As a young officer posted in India’s Eastern Railway, Jeet Arora is responsible for running trains on one of the densest train routes in the country.
In doing so, he encounters pretty girls and thugs, shares space with buffaloes and goats and finds himself in the midst of oil spills and fires.
As he stumbles across several unexpected, hilarious and entertaining adventures, can he keep trains, and his sanity, on track?
Deepak Sapra uses his experiences earned during his career in the Eastern Railways to take you on an exciting train journey unlike any other. From his stint at the IRIMEE where he earned his engineering degree, to the challenges of working in an establishment of this magnitude as the Indian Railways, he keeps his readers engaged with a delightful story.

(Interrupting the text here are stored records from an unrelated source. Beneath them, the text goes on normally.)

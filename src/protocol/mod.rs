//! GATT characteristic decoding
//!
//! Each supported characteristic maps to one pure decode function. Decoders
//! borrow the notification buffer for the duration of the call, never retain
//! it, and never touch session state; merging is the session's job.

/// Little-endian packet reader
pub mod cursor;
/// Cycling Power Measurement decoder
pub mod cycling_power;
/// Battery, body location and Device Information decoders
pub mod device_info;
/// Trainer feature and power range decoders
pub mod features;
/// Flag field bit tests
pub mod flags;
/// Heart Rate Measurement decoder
pub mod heart_rate;
/// Indoor Bike Data decoder
pub mod indoor_bike;

pub use cursor::ByteCursor;
pub use cycling_power::decode_cycling_power;
pub use device_info::{decode_battery_level, decode_body_location, decode_string};
pub use features::{decode_feature_bits, decode_power_range};
pub use flags::FlagField;
pub use heart_rate::decode_heart_rate;
pub use indoor_bike::decode_indoor_bike;

use std::fmt;
use uuid::Uuid;

use crate::{
    error::DecodeError,
    types::{AuxiliaryStream, DeviceInfoField, FeatureField, Measurement, SensorKind},
    BATTERY_LEVEL_UUID, BATTERY_SERVICE_UUID, BODY_SENSOR_LOCATION_UUID, CSC_FEATURE_UUID,
    CSC_MEASUREMENT_UUID, CYCLING_POWER_FEATURE_UUID, CYCLING_POWER_MEASUREMENT_UUID,
    CYCLING_POWER_SERVICE_UUID, CYCLING_POWER_VECTOR_UUID, CYCLING_SPEED_CADENCE_SERVICE_UUID,
    DEVICE_INFORMATION_SERVICE_UUID, FIRMWARE_REVISION_UUID, FITNESS_MACHINE_FEATURE_UUID,
    FITNESS_MACHINE_SERVICE_UUID, HARDWARE_REVISION_UUID, HEART_RATE_MEASUREMENT_UUID,
    HEART_RATE_SERVICE_UUID, INDOOR_BIKE_DATA_UUID, MANUFACTURER_NAME_UUID, MODEL_NUMBER_UUID,
    SERIAL_NUMBER_UUID, SOFTWARE_REVISION_UUID, SUPPORTED_POWER_RANGE_UUID,
};

/// A characteristic this crate knows how to decode
#[derive(Debug, Clone, Copy, PartialEq, Eq, Hash)]
pub enum Characteristic {
    /// Heart Rate Measurement, notified
    HeartRateMeasurement,
    /// Cycling Power Measurement, notified
    CyclingPowerMeasurement,
    /// Indoor Bike Data, notified
    IndoorBikeData,
    /// Battery Level, read once
    BatteryLevel,
    /// Body Sensor Location, read once
    BodySensorLocation,
    /// Device Information string, read once
    DeviceInformation(DeviceInfoField),
    /// Feature bitmask, read once
    Feature(FeatureField),
    /// Supported Power Range, read once
    SupportedPowerRange,
    /// Notified, logged but not decoded
    Auxiliary(AuxiliaryStream),
}

const DEVICE_INFORMATION: [Characteristic; 6] = [
    Characteristic::DeviceInformation(DeviceInfoField::ManufacturerName),
    Characteristic::DeviceInformation(DeviceInfoField::ModelNumber),
    Characteristic::DeviceInformation(DeviceInfoField::SerialNumber),
    Characteristic::DeviceInformation(DeviceInfoField::HardwareRevision),
    Characteristic::DeviceInformation(DeviceInfoField::FirmwareRevision),
    Characteristic::DeviceInformation(DeviceInfoField::SoftwareRevision),
];

impl Characteristic {
    /// GATT UUID of the characteristic
    #[must_use]
    pub const fn uuid(self) -> Uuid {
        match self {
            Self::HeartRateMeasurement => HEART_RATE_MEASUREMENT_UUID,
            Self::CyclingPowerMeasurement => CYCLING_POWER_MEASUREMENT_UUID,
            Self::IndoorBikeData => INDOOR_BIKE_DATA_UUID,
            Self::BatteryLevel => BATTERY_LEVEL_UUID,
            Self::BodySensorLocation => BODY_SENSOR_LOCATION_UUID,
            Self::DeviceInformation(field) => match field {
                DeviceInfoField::ModelNumber => MODEL_NUMBER_UUID,
                DeviceInfoField::SerialNumber => SERIAL_NUMBER_UUID,
                DeviceInfoField::FirmwareRevision => FIRMWARE_REVISION_UUID,
                DeviceInfoField::HardwareRevision => HARDWARE_REVISION_UUID,
                DeviceInfoField::SoftwareRevision => SOFTWARE_REVISION_UUID,
                DeviceInfoField::ManufacturerName => MANUFACTURER_NAME_UUID,
            },
            Self::Feature(field) => match field {
                FeatureField::CyclingPower => CYCLING_POWER_FEATURE_UUID,
                FeatureField::CyclingSpeedCadence => CSC_FEATURE_UUID,
                FeatureField::FitnessMachine => FITNESS_MACHINE_FEATURE_UUID,
            },
            Self::SupportedPowerRange => SUPPORTED_POWER_RANGE_UUID,
            Self::Auxiliary(stream) => match stream {
                AuxiliaryStream::CyclingPowerVector => CYCLING_POWER_VECTOR_UUID,
                AuxiliaryStream::CscMeasurement => CSC_MEASUREMENT_UUID,
            },
        }
    }

    /// Look up a characteristic by UUID
    #[must_use]
    pub fn from_uuid(uuid: Uuid) -> Option<Self> {
        [
            Self::HeartRateMeasurement,
            Self::CyclingPowerMeasurement,
            Self::IndoorBikeData,
            Self::BatteryLevel,
            Self::BodySensorLocation,
            Self::SupportedPowerRange,
        ]
        .into_iter()
        .chain(DEVICE_INFORMATION)
        .chain(TRAINER_EXTRAS)
        .find(|c| c.uuid() == uuid)
    }

    /// Whether values arrive as notifications rather than a single read
    #[must_use]
    pub const fn is_notified(self) -> bool {
        self.is_measurement() || matches!(self, Self::Auxiliary(_))
    }

    /// Whether notifications carry live values merged into the sensor state
    #[must_use]
    pub const fn is_measurement(self) -> bool {
        matches!(
            self,
            Self::HeartRateMeasurement | Self::CyclingPowerMeasurement | Self::IndoorBikeData
        )
    }

    /// Decode one value of this characteristic
    ///
    /// # Errors
    ///
    /// Returns [`DecodeError::TruncatedPacket`] if the value is shorter than its
    /// flags require.
    pub fn decode(self, data: &[u8]) -> Result<Measurement, DecodeError> {
        Ok(match self {
            Self::HeartRateMeasurement => Measurement::HeartRate(decode_heart_rate(data)?),
            Self::CyclingPowerMeasurement => Measurement::Power(decode_cycling_power(data)?),
            Self::IndoorBikeData => Measurement::Bike(decode_indoor_bike(data)?),
            Self::BatteryLevel => Measurement::Battery(decode_battery_level(data)?),
            Self::BodySensorLocation => Measurement::BodyLocation(decode_body_location(data)?),
            Self::DeviceInformation(field) => Measurement::DeviceInfo {
                field,
                value: decode_string(data),
            },
            Self::Feature(field) => Measurement::Feature {
                field,
                bits: decode_feature_bits(field, data)?,
            },
            Self::SupportedPowerRange => Measurement::PowerRange(decode_power_range(data)?),
            Self::Auxiliary(stream) => Measurement::Auxiliary {
                stream,
                value: data.to_vec(),
            },
        })
    }
}

impl fmt::Display for Characteristic {
    fn fmt(&self, f: &mut fmt::Formatter<'_>) -> fmt::Result {
        match self {
            Self::HeartRateMeasurement => write!(f, "Heart Rate Measurement"),
            Self::CyclingPowerMeasurement => write!(f, "Cycling Power Measurement"),
            Self::IndoorBikeData => write!(f, "Indoor Bike Data"),
            Self::BatteryLevel => write!(f, "Battery Level"),
            Self::BodySensorLocation => write!(f, "Body Sensor Location"),
            Self::DeviceInformation(field) => write!(f, "{field}"),
            Self::Feature(field) => write!(f, "{field}"),
            Self::SupportedPowerRange => write!(f, "Supported Power Range"),
            Self::Auxiliary(stream) => write!(f, "{stream}"),
        }
    }
}

const HEART_RATE_CHARACTERISTICS: [Characteristic; 9] = [
    Characteristic::HeartRateMeasurement,
    Characteristic::BodySensorLocation,
    Characteristic::BatteryLevel,
    DEVICE_INFORMATION[0],
    DEVICE_INFORMATION[1],
    DEVICE_INFORMATION[2],
    DEVICE_INFORMATION[3],
    DEVICE_INFORMATION[4],
    DEVICE_INFORMATION[5],
];

const TRAINER_EXTRAS: [Characteristic; 5] = [
    Characteristic::Feature(FeatureField::CyclingPower),
    Characteristic::Feature(FeatureField::CyclingSpeedCadence),
    Characteristic::Feature(FeatureField::FitnessMachine),
    Characteristic::Auxiliary(AuxiliaryStream::CyclingPowerVector),
    Characteristic::Auxiliary(AuxiliaryStream::CscMeasurement),
];

const TRAINER_CHARACTERISTICS: [Characteristic; 14] = [
    Characteristic::CyclingPowerMeasurement,
    Characteristic::IndoorBikeData,
    Characteristic::SupportedPowerRange,
    TRAINER_EXTRAS[0],
    TRAINER_EXTRAS[1],
    TRAINER_EXTRAS[2],
    TRAINER_EXTRAS[3],
    TRAINER_EXTRAS[4],
    DEVICE_INFORMATION[0],
    DEVICE_INFORMATION[1],
    DEVICE_INFORMATION[2],
    DEVICE_INFORMATION[3],
    DEVICE_INFORMATION[4],
    DEVICE_INFORMATION[5],
];

impl SensorKind {
    /// Services advertised by this kind of sensor, used as the scan filter
    #[must_use]
    pub const fn advertised_services(self) -> &'static [Uuid] {
        match self {
            Self::HeartRateMonitor => &[HEART_RATE_SERVICE_UUID],
            Self::PowerTrainer => &[CYCLING_POWER_SERVICE_UUID, FITNESS_MACHINE_SERVICE_UUID],
        }
    }

    /// Services the session may use once connected
    #[must_use]
    pub const fn services(self) -> &'static [Uuid] {
        match self {
            Self::HeartRateMonitor => &[
                HEART_RATE_SERVICE_UUID,
                BATTERY_SERVICE_UUID,
                DEVICE_INFORMATION_SERVICE_UUID,
            ],
            Self::PowerTrainer => &[
                CYCLING_POWER_SERVICE_UUID,
                FITNESS_MACHINE_SERVICE_UUID,
                CYCLING_SPEED_CADENCE_SERVICE_UUID,
                DEVICE_INFORMATION_SERVICE_UUID,
            ],
        }
    }

    /// Characteristics decoded for this kind of sensor
    #[must_use]
    pub const fn characteristics(self) -> &'static [Characteristic] {
        match self {
            Self::HeartRateMonitor => &HEART_RATE_CHARACTERISTICS,
            Self::PowerTrainer => &TRAINER_CHARACTERISTICS,
        }
    }
}
//! StateGraph builder API for constructing workflow graphs
//!
//! [`StateGraph`] is the primary entry point: register nodes, wire edges,
//! name the entry point, then [`compile`](StateGraph::compile) into an
//! immutable, executable [`CompiledGraph`](crate::CompiledGraph). Compilation
//! is where every structural guarantee is checked - unknown targets,
//! duplicate node ids, empty candidate sets, dead ends - so a graph that
//! compiles cannot reference an undefined node at runtime.
//!
//! # Quick Start
//!
//! ```rust,no_run
//! use weft_core::{StateGraph, END};
//! use weft_core::state::{AppendReducer, StateSchema};
//! use serde_json::json;
//!
//! # async fn example() -> Result<(), Box<dyn std::error::Error>> {
//! let mut schema = StateSchema::new();
//! schema.add_channel("log", Box::new(AppendReducer));
//!
//! let mut graph = StateGraph::with_schema(schema);
//!
//! graph.add_node("greet", |_state| {
//!     Box::pin(async move { Ok(json!({"log": ["hello"]})) })
//! });
//!
//! graph.set_entry_point("greet");
//! graph.add_edge("greet", END);
//!
//! let compiled = graph.compile()?;
//! let outcome = compiled.invoke(json!({"log": []}), "thread-1").await?;
//! assert_eq!(outcome.state["log"], json!(["hello"]));
//! # Ok(())
//! # }
//! ```
//!
//! # Conditional Routing
//!
//! Conditional edges declare their full candidate set up front; the router
//! picks one member (or [`END`](crate::graph::END)) at runtime based on the
//! post-merge state. Routing back to an earlier node is how loops are built:
//!
//! ```rust,no_run
//! use weft_core::{StateGraph, END};
//! use serde_json::json;
//!
//! # fn example(mut graph: StateGraph) {
//! graph.add_conditional_edge(
//!     "check",
//!     |state| {
//!         if state["retries"].as_i64().unwrap_or(0) < 3 {
//!             "work".to_string()
//!         } else {
//!             END.to_string()
//!         }
//!     },
//!     ["work", END],
//! );
//! # }
//! ```

use crate::compiled::CompiledGraph;
use crate::error::{GraphError, Result};
use crate::graph::{Graph, NodeExecutor, NodeId, NodeSpec, RouterFn};
use crate::state::StateSchema;
use serde_json::Value;
use std::collections::BTreeSet;
use std::error::Error;
use std::future::Future;
use std::pin::Pin;
use std::sync::Arc;

/// Builder for constructing workflow graphs
///
/// Mutating methods return `&mut Self` so registrations chain; `compile`
/// consumes the builder and produces the shareable executable form.
pub struct StateGraph {
    graph: Graph,
    schema: StateSchema,
    duplicate_nodes: Vec<NodeId>,
}

impl StateGraph {
    /// Create a builder with an empty schema (all channels overwrite)
    pub fn new() -> Self {
        Self::with_schema(StateSchema::new())
    }

    /// Create a builder with the given channel schema
    pub fn with_schema(schema: StateSchema) -> Self {
        Self {
            graph: Graph::new(),
            schema,
            duplicate_nodes: Vec::new(),
        }
    }

    /// Register a node that sees the whole state
    ///
    /// The executor receives the current state (read-only) and returns a
    /// partial channel update. Registering the same id twice is recorded and
    /// rejected at [`compile`](Self::compile).
    pub fn add_node<F>(&mut self, id: impl Into<NodeId>, executor: F) -> &mut Self
    where
        F: Fn(Value) -> Pin<Box<dyn Future<Output = std::result::Result<Value, Box<dyn Error + Send + Sync>>> + Send>>
            + Send
            + Sync
            + 'static,
    {
        self.add_node_with_reads(id, Vec::new(), executor)
    }

    /// Register a node that sees only the named channels
    ///
    /// The executor's input is the state projected down to `reads`, which
    /// makes the node's actual data dependencies explicit and keeps unrelated
    /// channels out of reach.
    pub fn add_node_with_reads<F>(
        &mut self,
        id: impl Into<NodeId>,
        reads: Vec<String>,
        executor: F,
    ) -> &mut Self
    where
        F: Fn(Value) -> Pin<Box<dyn Future<Output = std::result::Result<Value, Box<dyn Error + Send + Sync>>> + Send>>
            + Send
            + Sync
            + 'static,
    {
        let id = id.into();
        if self.graph.nodes.contains_key(&id) {
            self.duplicate_nodes.push(id.clone());
        }

        let spec = NodeSpec {
            name: id.clone(),
            executor: Arc::new(executor) as NodeExecutor,
            reads,
        };
        self.graph.add_node(id, spec);
        self
    }

    /// Add a direct edge between two nodes
    pub fn add_edge(&mut self, from: impl Into<NodeId>, to: impl Into<NodeId>) -> &mut Self {
        self.graph.add_edge(from.into(), to.into());
        self
    }

    /// Add a conditional edge with a router and its declared candidates
    ///
    /// At runtime the router must return a member of `candidates` or
    /// [`END`](crate::graph::END); anything else fails the invocation with
    /// [`GraphError::Routing`].
    pub fn add_conditional_edge<F, I, S>(
        &mut self,
        from: impl Into<NodeId>,
        router: F,
        candidates: I,
    ) -> &mut Self
    where
        F: Fn(&Value) -> NodeId + Send + Sync + 'static,
        I: IntoIterator<Item = S>,
        S: Into<NodeId>,
    {
        let candidates: BTreeSet<NodeId> = candidates.into_iter().map(Into::into).collect();
        self.graph
            .add_conditional_edge(from.into(), Arc::new(router) as RouterFn, candidates);
        self
    }

    /// Set the node where execution begins
    pub fn set_entry_point(&mut self, id: impl Into<NodeId>) -> &mut Self {
        self.graph.set_entry(id.into());
        self
    }

    /// Validate the graph and produce an executable [`CompiledGraph`]
    ///
    /// # Errors
    ///
    /// [`GraphError::Validation`] when the entry point is unset or unknown,
    /// an edge references an unknown node, a node id was registered twice, a
    /// conditional edge declares no candidates, or a node has no outgoing
    /// edge.
    pub fn compile(self) -> Result<CompiledGraph> {
        if let Some(id) = self.duplicate_nodes.first() {
            return Err(GraphError::Validation(format!(
                "Node '{}' is registered more than once",
                id
            )));
        }

        self.graph.validate().map_err(GraphError::Validation)?;

        Ok(CompiledGraph::new(self.graph, self.schema))
    }
}

impl Default for StateGraph {
    fn default() -> Self {
        Self::new()
    }
}

#[cfg(test)]
mod tests {
    use super::*;
    use crate::graph::END;
    use serde_json::json;

    fn noop(state: Value) -> Pin<Box<dyn Future<Output = std::result::Result<Value, Box<dyn Error + Send + Sync>>> + Send>> {
        let _ = state;
        Box::pin(async move { Ok(Value::Null) })
    }

    #[test]
    fn test_compile_valid_graph() {
        let mut graph = StateGraph::new();
        graph.add_node("a", noop);
        graph.add_node("b", noop);
        graph.set_entry_point("a");
        graph.add_edge("a", "b");
        graph.add_edge("b", END);

        assert!(graph.compile().is_ok());
    }

    #[test]
    fn test_compile_rejects_duplicate_node() {
        let mut graph = StateGraph::new();
        graph.add_node("a", noop);
        graph.add_node("a", noop);
        graph.set_entry_point("a");
        graph.add_edge("a", END);

        let err = graph.compile().unwrap_err();
        assert!(matches!(err, GraphError::Validation(ref msg) if msg.contains("more than once")));
    }

    #[test]
    fn test_compile_rejects_unset_entry() {
        let mut graph = StateGraph::new();
        graph.add_node("a", noop);
        graph.add_edge("a", END);

        assert!(matches!(
            graph.compile().unwrap_err(),
            GraphError::Validation(_)
        ));
    }

    #[test]
    fn test_compile_rejects_unknown_target() {
        let mut graph = StateGraph::new();
        graph.add_node("a", noop);
        graph.set_entry_point("a");
        graph.add_edge("a", "ghost");

        assert!(matches!(
            graph.compile().unwrap_err(),
            GraphError::Validation(ref msg) if msg.contains("ghost")
        ));
    }

    #[test]
    fn test_compile_rejects_empty_candidates() {
        let mut graph = StateGraph::new();
        graph.add_node("a", noop);
        graph.set_entry_point("a");
        graph.add_conditional_edge("a", |_state| END.to_string(), Vec::<String>::new());

        assert!(matches!(
            graph.compile().unwrap_err(),
            GraphError::Validation(ref msg) if msg.contains("candidate")
        ));
    }

    #[test]
    fn test_builder_chains() {
        let mut graph = StateGraph::new();
        graph
            .add_node("a", |_state| Box::pin(async move { Ok(json!({"x": 1})) }))
            .set_entry_point("a")
            .add_edge("a", END);

        assert!(graph.compile().is_ok());
    }
}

In addition to the insight that this novel offers on life within the IRS, generously flavoured with anecdotes on the mechanism of a government operation, there is also the subtle, often dry, humour that Sapra brings forth – of Jeet working amidst dust, oil and grease – which is extremely entertaining.
Amidst all this is Jeet’s family, who assume he must either be a Ticket Collector or Train Driver and can supply them with free train rides for the rest of their lives. Then, there are his own aspirations as a young man, doggedly vying for the romantic affections of his lady friend and hoping to put down some roots between the many directions that the train tracks follow.
After having read this novel, I wonder why more Indian authors do not write such pieces of fiction with a backdrop of the workings of large scale Indian industries. I believe they could be real entertainers, despite including what many would (incorrectly) assume to be mundane details.
As Jane Smiley wrote: Sometimes, a novel is like a train: the first chapter is a comfortable seat in an attractive carriage, and the narrative speeds up. But there are other sorts of trains, and other sorts of novels. They rush by in the dark; passengers framed in the lighted windows are smiling and enjoying themselves.
There couldn’t have been a better metaphor for this novel about the boy who loved trains.
Title: The Boy Who Loved Trains
Author: Deepak Sapra
Edition/Year: First Edition 2018
Rating: 4 Stars
Available on Amazon.
About the Author: Deepak Sapra is a former Indian Railways Service officer. He is an alumnus of IRIMEE, Jamalpur and IIM Bangalore. He travels, blogs and writes on places and people. His diaries have been published by the Outlook Magazine.
He currently holds a very senior position in an MNC and lives in Hyderabad with his family.